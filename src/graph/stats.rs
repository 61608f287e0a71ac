use std::fmt;

use ahash::{AHashMap, AHashSet};
use serde::Serialize;

use super::{PartOfSpeech, Synset, WordNet};

#[derive(Debug, Clone, Default, PartialEq, Eq, Serialize)]
pub struct PosStats {
    pub synsets: usize,
    pub literals: usize,
    pub unique_literals: usize,
    pub non_lexicalized: usize,
}

/// Summary counts over a whole network.
#[derive(Debug, Clone, PartialEq, Eq, Serialize)]
pub struct NetworkStats {
    pub total_synsets: usize,
    pub by_pos: Vec<(PartOfSpeech, PosStats)>,
    pub total_literals: usize,
    pub unique_literals: usize,
    pub relation_count: usize,
    /// Relation type frequencies in first-seen order.
    pub relation_frequency: Vec<(String, usize)>,
}

impl NetworkStats {
    pub fn pos(&self, pos: PartOfSpeech) -> Option<&PosStats> {
        self.by_pos.iter().find(|(p, _)| *p == pos).map(|(_, s)| s)
    }
}

impl WordNet {
    pub fn stats(&self) -> NetworkStats {
        let by_pos = PartOfSpeech::ALL
            .iter()
            .map(|&pos| (pos, pos_stats(self.synsets.iter().filter(|s| s.pos == pos))))
            .collect::<Vec<_>>();

        let mut unique = AHashSet::new();
        let mut total_literals = 0;
        let mut relation_count = 0;
        let mut slots: AHashMap<&str, usize> = AHashMap::new();
        let mut relation_frequency: Vec<(String, usize)> = Vec::new();
        for synset in &self.synsets {
            for literal in &synset.literals {
                total_literals += 1;
                unique.insert((literal.word.as_str(), literal.sense.as_deref()));
            }
            for relation in &synset.relations {
                relation_count += 1;
                match slots.get(relation.relation.as_str()) {
                    Some(&slot) => relation_frequency[slot].1 += 1,
                    None => {
                        slots.insert(relation.relation.as_str(), relation_frequency.len());
                        relation_frequency.push((relation.relation.clone(), 1));
                    }
                }
            }
        }

        NetworkStats {
            total_synsets: self.synsets.len(),
            by_pos,
            total_literals,
            unique_literals: unique.len(),
            relation_count,
            relation_frequency,
        }
    }
}

fn pos_stats<'a, I: Iterator<Item = &'a Synset>>(synsets: I) -> PosStats {
    let mut stats = PosStats::default();
    let mut unique = AHashSet::new();
    for synset in synsets {
        stats.synsets += 1;
        if synset.non_lexicalized {
            stats.non_lexicalized += 1;
        }
        for literal in &synset.literals {
            stats.literals += 1;
            unique.insert((literal.word.as_str(), literal.sense.as_deref()));
        }
    }
    stats.unique_literals = unique.len();
    stats
}

impl fmt::Display for NetworkStats {
    fn fmt(&self, f: &mut fmt::Formatter<'_>) -> fmt::Result {
        writeln!(f, "Statistics:")?;
        writeln!(f, "\tTotal synsets: {}", self.total_synsets)?;
        for (pos, stats) in &self.by_pos {
            writeln!(f, "\t{pos:?} synsets: {}", stats.synsets)?;
            writeln!(f, "\t\t{pos:?} literals: {}", stats.literals)?;
            writeln!(f, "\t\t{pos:?} unique literals: {}", stats.unique_literals)?;
            writeln!(f, "\t\t{pos:?} non-lexicalized synsets: {}", stats.non_lexicalized)?;
        }
        writeln!(f, "\tTotal literals: {}", self.total_literals)?;
        writeln!(f, "\tTotal unique literals: {}", self.unique_literals)?;
        writeln!(f, "\tNumber of relations: {}", self.relation_count)?;
        write!(f, "\tRelation frequency table:")?;
        for (relation, count) in &self.relation_frequency {
            write!(f, "\n\t\t{relation}: {count}")?;
        }
        Ok(())
    }
}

# # # #

Everything in the data must be repeated exactly; leave no line out.

▶ _Reply_
filename src/graph/stats.rs
repository 61608f287e0a71ac
use std::fmt;

use ahash::{AHashMap, AHashSet};
use serde::Serialize;

use super::{PartOfSpeech, Synset, WordNet};

#[derive(Debug, Clone, Default, PartialEq, Eq, Serialize)]
pub struct PosStats {
    pub synsets: usize,
    pub literals: usize,
    pub unique_literals: usize,
    pub non_lexicalized: usize,
}

/// Summary counts over a whole network.
#[derive(Debug, Clone, PartialEq, Eq, Serialize)]
pub struct NetworkStats {
    pub total_synsets: usize,
    pub by_pos: Vec<(PartOfSpeech, PosStats)>,
    pub total_literals: usize,
    pub unique_literals: usize,
    pub relation_count: usize,
    /// Relation type frequencies in first-seen order.
    pub relation_frequency: Vec<(String, usize)>,
}

impl NetworkStats {
    pub fn pos(&self, pos: PartOfSpeech) -> Option<&PosStats> {
        self.by_pos.iter().find(|(p, _)| *p == pos).map(|(_, s)| s)
    }
}

impl WordNet {
    pub fn stats(&self) -> NetworkStats {
        let by_pos = PartOfSpeech::ALL
            .iter()
            .map(|&pos| (pos, pos_stats(self.synsets.iter().filter(|s| s.pos == pos))))
            .collect::<Vec<_>>();

        let mut unique = AHashSet::new();
        let mut total_literals = 0;
        let mut relation_count = 0;
        let mut slots: AHashMap<&str, usize> = AHashMap::new();
        let mut relation_frequency: Vec<(String, usize)> = Vec::new();
        for synset in &self.synsets {
            for literal in &synset.literals {
                total_literals += 1;
                unique.insert((literal.word.as_str(), literal.sense.as_deref()));
            }
            for relation in &synset.relations {
                relation_count += 1;
                match slots.get(relation.relation.as_str()) {
                    Some(&slot) => relation_frequency[slot].1 += 1,
                    None => {
                        slots.insert(relation.relation.as_str(), relation_frequency.len());
                        relation_frequency.push((relation.relation.clone(), 1));
                    }
                }
            }
        }

        NetworkStats {
            total_synsets: self.synsets.len(),
            by_pos,
            total_literals,
            unique_literals: unique.len(),
            relation_count,
            relation_frequency,
        }
    }
}

fn pos_stats<'a, I: Iterator<Item = &'a Synset>>(synsets: I) -> PosStats {
    let mut stats = PosStats::default();
    let mut unique = AHashSet::new();
    for synset in synsets {
        stats.synsets += 1;
        if synset.non_lexicalized {
            stats.non_lexicalized += 1;
        }
        for literal in &synset.literals {
            stats.literals += 1;
            unique.insert((literal.word.as_str(), literal.sense.as_deref()));
        }
    }
    stats.unique_literals = unique.len();
    stats
}

impl fmt::Display for NetworkStats {
    fn fmt(&self, f: &mut fmt::Formatter<'_>) -> fmt::Result {
        writeln!(f, "Statistics:")?;
        writeln!(f, "\tTotal synsets: {}", self.total_synsets)?;
        for (pos, stats) in &self.by_pos {
            writeln!(f, "\t{pos:?} synsets: {}", stats.synsets)?;
            writeln!(f, "\t\t{pos:?} literals: {}", stats.literals)?;
            writeln!(f, "\t\t{pos:?} unique literals: {}", stats.unique_literals)?;
            writeln!(f, "\t\t{pos:?} non-lexicalized synsets: {}", stats.non_lexicalized)?;
        }
        writeln!(f, "\tTotal literals: {}", self.total_literals)?;
        writeln!(f, "\tTotal unique literals: {}", self.unique_literals)?;
        writeln!(f, "\tNumber of relations: {}", self.relation_count)?;
        write!(f, "\tRelation frequency table:")?;
        for (relation, count) in &self.relation_frequency {
            write!(f, "\n\t\t{relation}: {count}")?;
        }
        Ok(())
    }
}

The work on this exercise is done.